>>>>

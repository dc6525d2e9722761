//! Signing key record entity

use serde::{Deserialize, Serialize};

/// A persisted signing key with its expiry metadata
///
/// The store assigns `kid` on insertion (auto-increment, never reused) and
/// records are immutable afterwards. A record is *valid* while
/// `expires_at > now` and *expired* from the moment `expires_at <= now`;
/// a record expiring exactly "now" already counts as expired.
#[derive(Debug, Clone, PartialEq, Eq, Serialize, Deserialize)]
pub struct KeyRecord {
    /// Store-assigned identifier; doubles as the JWK / JWT header `kid`
    pub kid: i64,

    /// PEM-encoded RSA private key
    pub private_key_pem: String,

    /// Expiry as a Unix timestamp in seconds
    pub expires_at: i64,
}

impl KeyRecord {
    /// Whether this record counts as expired at `now`
    ///
    /// The boundary is exclusive on the valid side: `expires_at == now`
    /// is expired.
    pub fn is_expired_at(&self, now: i64) -> bool {
        self.expires_at <= now
    }

    /// The string form of the identifier used in JWT headers and JWKS
    /// documents
    pub fn kid_string(&self) -> String {
        self.kid.to_string()
    }
}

<<<<

**Task item**
Retype the records above so that nothing differs from the original.

**Exercise result**
repository dc6525d2e9722761
//! Signing key record entity

use serde::{Deserialize, Serialize};

/// A persisted signing key with its expiry metadata
///
/// The store assigns `kid` on insertion (auto-increment, never reused) and
/// records are immutable afterwards. A record is *valid* while
/// `expires_at > now` and *expired* from the moment `expires_at <= now`;
/// a record expiring exactly "now" already counts as expired.
#[derive(Debug, Clone, PartialEq, Eq, Serialize, Deserialize)]
pub struct KeyRecord {
    /// Store-assigned identifier; doubles as the JWK / JWT header `kid`
    pub kid: i64,

    /// PEM-encoded RSA private key
    pub private_key_pem: String,

    /// Expiry as a Unix timestamp in seconds
    pub expires_at: i64,
}

impl KeyRecord {
    /// Whether this record counts as expired at `now`
    ///
    /// The boundary is exclusive on the valid side: `expires_at == now`
    /// is expired.
    pub fn is_expired_at(&self, now: i64) -> bool {
        self.expires_at <= now
    }

    /// The string form of the identifier used in JWT headers and JWKS
    /// documents
    pub fn kid_string(&self) -> String {
        self.kid.to_string()
    }
}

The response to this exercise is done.